» **Problem requirements**: Whenever "pixels" appears in a line, please copy that line from the data.

(Data extracted from a collection)

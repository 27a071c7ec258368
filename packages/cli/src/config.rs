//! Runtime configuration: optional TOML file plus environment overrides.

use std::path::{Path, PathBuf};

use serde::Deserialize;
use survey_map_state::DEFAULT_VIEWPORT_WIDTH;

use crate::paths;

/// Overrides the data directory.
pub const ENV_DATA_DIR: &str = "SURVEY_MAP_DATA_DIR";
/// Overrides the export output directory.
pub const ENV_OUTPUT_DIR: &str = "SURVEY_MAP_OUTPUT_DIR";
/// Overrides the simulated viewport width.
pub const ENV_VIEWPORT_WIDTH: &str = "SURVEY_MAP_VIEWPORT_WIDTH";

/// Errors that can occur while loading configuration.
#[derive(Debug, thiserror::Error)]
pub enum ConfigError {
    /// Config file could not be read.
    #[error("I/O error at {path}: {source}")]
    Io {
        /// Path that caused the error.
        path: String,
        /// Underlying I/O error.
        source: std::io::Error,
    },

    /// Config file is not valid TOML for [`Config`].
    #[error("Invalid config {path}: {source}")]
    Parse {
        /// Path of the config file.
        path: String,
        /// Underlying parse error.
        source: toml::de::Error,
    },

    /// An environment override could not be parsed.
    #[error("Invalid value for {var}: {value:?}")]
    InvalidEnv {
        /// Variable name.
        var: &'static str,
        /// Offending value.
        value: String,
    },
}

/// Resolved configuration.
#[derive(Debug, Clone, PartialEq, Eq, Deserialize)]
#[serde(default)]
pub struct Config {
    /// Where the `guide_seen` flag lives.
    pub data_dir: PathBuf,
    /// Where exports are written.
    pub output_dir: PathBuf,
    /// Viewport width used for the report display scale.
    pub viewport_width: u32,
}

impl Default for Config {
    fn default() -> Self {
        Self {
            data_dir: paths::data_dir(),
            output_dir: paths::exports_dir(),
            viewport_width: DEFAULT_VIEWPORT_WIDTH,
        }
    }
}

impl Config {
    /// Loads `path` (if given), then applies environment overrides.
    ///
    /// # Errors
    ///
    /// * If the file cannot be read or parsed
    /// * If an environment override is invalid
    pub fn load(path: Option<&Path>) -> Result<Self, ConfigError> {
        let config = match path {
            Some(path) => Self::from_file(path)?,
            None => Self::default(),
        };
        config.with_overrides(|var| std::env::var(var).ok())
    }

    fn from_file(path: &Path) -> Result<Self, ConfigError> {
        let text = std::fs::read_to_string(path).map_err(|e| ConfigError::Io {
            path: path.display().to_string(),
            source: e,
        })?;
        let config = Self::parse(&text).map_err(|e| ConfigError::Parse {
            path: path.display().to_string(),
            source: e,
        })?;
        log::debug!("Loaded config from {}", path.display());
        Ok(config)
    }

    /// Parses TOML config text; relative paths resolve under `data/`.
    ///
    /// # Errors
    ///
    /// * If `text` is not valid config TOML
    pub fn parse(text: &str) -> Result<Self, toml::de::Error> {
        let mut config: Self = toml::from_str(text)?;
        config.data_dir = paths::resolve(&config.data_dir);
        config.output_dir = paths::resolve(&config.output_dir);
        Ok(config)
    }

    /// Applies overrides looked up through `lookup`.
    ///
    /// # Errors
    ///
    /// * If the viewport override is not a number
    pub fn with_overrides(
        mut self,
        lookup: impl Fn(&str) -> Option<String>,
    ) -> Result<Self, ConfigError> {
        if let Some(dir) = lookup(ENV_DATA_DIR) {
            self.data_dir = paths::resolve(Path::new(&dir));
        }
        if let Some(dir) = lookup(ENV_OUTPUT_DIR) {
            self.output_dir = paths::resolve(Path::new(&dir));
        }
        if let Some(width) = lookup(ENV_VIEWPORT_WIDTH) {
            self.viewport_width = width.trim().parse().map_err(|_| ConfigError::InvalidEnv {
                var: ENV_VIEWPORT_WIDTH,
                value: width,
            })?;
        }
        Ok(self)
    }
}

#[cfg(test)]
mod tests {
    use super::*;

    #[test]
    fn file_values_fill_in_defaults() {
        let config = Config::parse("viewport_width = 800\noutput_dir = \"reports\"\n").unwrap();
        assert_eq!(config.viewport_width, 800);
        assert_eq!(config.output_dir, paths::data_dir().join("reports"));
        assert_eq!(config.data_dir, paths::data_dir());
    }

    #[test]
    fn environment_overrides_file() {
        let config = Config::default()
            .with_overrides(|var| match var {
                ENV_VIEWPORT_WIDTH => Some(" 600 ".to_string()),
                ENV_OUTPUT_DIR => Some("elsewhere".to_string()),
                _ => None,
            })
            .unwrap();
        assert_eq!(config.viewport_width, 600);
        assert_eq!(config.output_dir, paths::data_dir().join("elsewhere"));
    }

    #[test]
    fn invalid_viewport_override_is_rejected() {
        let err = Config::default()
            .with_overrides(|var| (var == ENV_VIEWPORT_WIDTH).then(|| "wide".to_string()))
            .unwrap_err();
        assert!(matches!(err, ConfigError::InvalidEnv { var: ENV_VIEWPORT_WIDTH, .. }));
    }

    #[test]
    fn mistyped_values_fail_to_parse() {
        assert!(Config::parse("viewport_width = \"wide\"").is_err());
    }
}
* * *
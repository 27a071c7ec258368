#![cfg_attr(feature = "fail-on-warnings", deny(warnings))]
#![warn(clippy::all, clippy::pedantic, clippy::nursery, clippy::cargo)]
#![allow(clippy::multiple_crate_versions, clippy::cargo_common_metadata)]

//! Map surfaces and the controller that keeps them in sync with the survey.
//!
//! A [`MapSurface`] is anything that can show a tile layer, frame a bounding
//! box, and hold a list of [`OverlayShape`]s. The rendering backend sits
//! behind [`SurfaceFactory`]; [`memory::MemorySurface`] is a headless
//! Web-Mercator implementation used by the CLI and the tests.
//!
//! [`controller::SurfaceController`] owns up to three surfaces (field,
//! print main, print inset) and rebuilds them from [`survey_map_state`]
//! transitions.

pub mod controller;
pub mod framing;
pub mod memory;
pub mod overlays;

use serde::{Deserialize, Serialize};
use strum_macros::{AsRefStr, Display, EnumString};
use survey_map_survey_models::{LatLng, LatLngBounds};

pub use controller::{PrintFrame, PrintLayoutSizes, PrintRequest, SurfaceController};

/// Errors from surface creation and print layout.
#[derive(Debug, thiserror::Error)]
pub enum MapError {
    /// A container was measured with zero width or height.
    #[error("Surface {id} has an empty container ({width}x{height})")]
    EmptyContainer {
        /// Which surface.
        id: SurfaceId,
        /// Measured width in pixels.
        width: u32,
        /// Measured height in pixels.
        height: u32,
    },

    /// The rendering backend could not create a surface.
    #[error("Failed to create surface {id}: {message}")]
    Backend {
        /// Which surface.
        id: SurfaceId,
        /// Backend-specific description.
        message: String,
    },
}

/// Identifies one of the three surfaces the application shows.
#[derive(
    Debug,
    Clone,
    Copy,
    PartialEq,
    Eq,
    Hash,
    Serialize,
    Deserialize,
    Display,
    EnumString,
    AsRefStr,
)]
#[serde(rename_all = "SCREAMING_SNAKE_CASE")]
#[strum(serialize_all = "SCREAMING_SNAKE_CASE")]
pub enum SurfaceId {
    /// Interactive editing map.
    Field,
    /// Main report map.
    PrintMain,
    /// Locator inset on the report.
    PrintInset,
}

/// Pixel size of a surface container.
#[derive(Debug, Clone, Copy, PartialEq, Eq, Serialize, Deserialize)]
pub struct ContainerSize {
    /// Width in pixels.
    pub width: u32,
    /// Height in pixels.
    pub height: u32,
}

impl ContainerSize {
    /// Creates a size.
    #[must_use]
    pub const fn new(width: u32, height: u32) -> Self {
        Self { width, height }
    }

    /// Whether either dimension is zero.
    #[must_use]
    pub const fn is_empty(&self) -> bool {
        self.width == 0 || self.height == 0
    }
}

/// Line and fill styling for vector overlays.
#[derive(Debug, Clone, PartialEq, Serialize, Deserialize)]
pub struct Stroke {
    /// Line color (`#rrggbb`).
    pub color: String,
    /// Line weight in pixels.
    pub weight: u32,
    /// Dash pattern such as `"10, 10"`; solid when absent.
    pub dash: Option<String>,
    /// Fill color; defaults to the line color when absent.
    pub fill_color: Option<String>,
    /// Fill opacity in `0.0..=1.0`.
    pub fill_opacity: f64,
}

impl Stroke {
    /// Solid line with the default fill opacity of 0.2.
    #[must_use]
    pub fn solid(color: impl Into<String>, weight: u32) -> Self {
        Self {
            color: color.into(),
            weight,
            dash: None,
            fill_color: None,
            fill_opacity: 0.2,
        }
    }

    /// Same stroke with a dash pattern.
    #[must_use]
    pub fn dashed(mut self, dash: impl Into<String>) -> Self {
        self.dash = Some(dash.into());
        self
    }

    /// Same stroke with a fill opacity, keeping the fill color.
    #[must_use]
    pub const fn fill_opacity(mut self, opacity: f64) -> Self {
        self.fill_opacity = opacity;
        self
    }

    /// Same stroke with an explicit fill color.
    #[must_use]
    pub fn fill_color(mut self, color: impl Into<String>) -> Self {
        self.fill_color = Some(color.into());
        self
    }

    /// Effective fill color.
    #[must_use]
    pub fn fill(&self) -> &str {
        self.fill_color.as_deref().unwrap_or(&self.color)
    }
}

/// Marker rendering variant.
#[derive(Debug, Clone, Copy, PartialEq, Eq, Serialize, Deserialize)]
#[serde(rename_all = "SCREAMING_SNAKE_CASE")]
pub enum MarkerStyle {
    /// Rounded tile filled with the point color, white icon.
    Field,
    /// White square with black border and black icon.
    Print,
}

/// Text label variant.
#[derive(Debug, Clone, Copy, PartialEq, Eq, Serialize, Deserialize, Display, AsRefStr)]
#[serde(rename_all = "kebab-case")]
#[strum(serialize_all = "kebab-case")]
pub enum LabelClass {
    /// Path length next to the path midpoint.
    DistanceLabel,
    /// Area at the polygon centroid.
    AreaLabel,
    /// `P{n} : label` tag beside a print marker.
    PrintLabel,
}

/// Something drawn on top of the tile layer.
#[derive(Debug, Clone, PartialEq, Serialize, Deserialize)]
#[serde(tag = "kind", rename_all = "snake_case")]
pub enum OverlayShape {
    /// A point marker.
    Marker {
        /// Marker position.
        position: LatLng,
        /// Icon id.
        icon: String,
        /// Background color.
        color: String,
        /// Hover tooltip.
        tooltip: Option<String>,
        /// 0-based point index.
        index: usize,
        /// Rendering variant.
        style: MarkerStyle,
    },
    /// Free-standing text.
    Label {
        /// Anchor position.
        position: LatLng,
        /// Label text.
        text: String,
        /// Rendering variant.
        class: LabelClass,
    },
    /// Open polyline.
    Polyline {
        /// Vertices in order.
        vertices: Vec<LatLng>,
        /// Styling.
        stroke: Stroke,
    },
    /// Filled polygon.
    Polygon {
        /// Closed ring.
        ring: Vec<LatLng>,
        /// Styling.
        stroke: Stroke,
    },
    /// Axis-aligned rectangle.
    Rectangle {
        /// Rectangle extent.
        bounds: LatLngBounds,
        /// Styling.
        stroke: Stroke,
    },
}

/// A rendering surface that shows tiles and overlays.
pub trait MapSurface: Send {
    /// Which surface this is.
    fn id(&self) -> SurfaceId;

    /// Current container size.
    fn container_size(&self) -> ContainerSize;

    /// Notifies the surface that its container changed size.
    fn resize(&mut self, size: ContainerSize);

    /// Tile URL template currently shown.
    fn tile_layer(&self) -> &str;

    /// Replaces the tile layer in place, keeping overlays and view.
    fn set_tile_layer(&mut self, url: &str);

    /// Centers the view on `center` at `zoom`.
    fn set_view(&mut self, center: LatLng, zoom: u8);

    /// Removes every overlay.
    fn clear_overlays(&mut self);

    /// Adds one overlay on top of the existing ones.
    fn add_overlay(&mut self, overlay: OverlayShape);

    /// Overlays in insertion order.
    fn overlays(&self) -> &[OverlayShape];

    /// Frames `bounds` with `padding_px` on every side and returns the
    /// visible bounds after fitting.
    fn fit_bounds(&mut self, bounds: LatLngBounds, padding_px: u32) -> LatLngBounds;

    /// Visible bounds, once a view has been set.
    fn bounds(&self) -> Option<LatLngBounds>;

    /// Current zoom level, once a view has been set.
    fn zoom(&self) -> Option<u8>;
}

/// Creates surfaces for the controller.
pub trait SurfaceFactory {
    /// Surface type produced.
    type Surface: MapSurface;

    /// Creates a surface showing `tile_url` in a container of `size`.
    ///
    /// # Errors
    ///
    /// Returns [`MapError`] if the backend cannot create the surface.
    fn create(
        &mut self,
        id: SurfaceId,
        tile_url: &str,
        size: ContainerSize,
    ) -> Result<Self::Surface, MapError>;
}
==
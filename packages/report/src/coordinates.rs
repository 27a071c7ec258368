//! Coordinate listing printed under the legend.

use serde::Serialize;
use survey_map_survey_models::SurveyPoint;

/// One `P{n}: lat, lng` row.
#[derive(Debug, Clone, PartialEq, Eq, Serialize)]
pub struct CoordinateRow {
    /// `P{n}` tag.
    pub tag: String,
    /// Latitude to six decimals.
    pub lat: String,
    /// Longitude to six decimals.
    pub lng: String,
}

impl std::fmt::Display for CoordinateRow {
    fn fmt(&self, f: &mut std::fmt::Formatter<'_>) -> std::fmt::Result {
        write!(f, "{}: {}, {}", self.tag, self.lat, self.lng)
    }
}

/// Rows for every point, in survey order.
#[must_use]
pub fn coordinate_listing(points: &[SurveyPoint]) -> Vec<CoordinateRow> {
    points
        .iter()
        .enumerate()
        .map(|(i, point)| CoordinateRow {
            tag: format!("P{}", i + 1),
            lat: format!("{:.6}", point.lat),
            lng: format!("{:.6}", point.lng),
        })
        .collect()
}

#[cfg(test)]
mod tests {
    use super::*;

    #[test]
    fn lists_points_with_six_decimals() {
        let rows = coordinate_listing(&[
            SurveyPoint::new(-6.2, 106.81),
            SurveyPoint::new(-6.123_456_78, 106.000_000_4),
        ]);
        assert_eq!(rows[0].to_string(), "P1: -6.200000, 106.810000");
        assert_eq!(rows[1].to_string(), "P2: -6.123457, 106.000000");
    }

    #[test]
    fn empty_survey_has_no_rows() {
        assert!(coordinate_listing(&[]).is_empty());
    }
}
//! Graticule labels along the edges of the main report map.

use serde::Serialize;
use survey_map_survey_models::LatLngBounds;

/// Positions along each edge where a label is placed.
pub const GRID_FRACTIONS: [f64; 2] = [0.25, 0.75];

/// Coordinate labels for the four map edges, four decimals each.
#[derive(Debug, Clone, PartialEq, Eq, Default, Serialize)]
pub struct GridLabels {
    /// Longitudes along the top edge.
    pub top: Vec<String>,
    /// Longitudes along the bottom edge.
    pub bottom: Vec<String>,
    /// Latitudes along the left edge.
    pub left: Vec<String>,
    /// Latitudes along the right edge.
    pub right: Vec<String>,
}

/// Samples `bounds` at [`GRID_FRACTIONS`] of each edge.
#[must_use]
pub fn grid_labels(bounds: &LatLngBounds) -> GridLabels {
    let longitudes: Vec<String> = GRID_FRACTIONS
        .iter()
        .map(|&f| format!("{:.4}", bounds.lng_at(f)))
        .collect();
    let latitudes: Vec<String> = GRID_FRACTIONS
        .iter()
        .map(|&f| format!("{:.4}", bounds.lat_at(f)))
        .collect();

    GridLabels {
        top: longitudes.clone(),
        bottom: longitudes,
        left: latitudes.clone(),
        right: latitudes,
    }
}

» **Result of the exercise**:
        /// Measured width in pixels.
        /// Measured height in pixels.
    /// Width in pixels.
    /// Height in pixels.
    /// Line weight in pixels.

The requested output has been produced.